▶ [EXERCISE DESCRIPTION]: If a line in the records below contains the word "against", copy it.

[Items from a data source]
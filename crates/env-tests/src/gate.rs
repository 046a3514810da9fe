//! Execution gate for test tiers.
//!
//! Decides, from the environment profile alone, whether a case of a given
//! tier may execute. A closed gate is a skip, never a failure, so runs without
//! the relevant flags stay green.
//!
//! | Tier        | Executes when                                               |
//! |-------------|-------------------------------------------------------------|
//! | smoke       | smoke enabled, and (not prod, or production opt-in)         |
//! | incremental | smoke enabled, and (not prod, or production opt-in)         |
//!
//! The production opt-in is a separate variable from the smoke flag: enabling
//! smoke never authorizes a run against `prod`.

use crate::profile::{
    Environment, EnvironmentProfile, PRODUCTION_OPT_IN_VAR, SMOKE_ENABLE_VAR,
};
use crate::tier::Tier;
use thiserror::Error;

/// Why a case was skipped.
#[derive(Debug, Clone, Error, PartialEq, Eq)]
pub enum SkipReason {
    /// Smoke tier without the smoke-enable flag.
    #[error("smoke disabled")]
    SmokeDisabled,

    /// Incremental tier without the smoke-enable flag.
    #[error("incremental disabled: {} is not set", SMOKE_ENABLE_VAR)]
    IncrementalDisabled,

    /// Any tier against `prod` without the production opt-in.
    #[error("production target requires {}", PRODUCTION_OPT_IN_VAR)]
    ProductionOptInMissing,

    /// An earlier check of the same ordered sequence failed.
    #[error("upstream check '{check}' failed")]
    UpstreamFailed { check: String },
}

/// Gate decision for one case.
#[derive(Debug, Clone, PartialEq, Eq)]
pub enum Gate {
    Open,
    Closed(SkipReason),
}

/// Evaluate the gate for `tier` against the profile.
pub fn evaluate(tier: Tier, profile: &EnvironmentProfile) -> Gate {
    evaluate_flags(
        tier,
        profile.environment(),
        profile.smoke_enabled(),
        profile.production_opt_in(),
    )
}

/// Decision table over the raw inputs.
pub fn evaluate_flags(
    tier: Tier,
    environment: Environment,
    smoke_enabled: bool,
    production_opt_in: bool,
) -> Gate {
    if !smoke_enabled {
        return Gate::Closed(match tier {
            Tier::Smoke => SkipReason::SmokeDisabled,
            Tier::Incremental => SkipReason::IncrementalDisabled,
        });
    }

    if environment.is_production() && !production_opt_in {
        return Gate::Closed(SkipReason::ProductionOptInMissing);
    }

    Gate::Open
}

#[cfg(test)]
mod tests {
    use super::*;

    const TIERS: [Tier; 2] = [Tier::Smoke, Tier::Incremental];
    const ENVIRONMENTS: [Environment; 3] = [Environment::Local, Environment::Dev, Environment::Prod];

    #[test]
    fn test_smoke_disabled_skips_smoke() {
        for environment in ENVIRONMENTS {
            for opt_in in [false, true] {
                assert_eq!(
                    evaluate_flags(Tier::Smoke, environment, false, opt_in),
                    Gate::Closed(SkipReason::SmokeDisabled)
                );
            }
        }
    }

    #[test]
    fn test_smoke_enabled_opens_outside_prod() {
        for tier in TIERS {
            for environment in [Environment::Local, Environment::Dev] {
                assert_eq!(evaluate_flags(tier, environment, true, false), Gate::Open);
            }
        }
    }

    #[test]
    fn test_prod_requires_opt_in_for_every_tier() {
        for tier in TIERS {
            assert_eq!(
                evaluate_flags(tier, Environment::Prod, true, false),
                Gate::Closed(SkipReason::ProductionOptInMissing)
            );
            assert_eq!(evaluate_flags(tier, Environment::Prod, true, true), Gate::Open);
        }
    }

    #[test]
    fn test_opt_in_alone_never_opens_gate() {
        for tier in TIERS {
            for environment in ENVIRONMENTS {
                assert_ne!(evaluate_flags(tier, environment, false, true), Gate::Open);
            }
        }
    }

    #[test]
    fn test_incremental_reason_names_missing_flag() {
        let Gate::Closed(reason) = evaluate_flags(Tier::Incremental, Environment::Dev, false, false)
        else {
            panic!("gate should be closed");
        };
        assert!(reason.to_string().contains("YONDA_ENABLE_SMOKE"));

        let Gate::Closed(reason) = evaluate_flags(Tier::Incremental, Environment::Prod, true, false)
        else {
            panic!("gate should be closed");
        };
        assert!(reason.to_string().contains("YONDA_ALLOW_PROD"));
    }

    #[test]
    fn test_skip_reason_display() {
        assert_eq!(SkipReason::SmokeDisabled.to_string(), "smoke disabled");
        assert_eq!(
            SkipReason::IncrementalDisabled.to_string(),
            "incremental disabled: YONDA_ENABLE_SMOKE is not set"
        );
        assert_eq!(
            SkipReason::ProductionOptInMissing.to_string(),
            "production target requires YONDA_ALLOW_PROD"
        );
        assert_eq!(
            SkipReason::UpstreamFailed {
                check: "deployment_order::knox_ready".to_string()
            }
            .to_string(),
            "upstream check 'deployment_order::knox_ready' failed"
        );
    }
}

▶ [TASK RESULT]:
//! smoke never authorizes a run against `prod`.
    /// Any tier against `prod` without the production opt-in.
/// Evaluate the gate for `tier` against the profile.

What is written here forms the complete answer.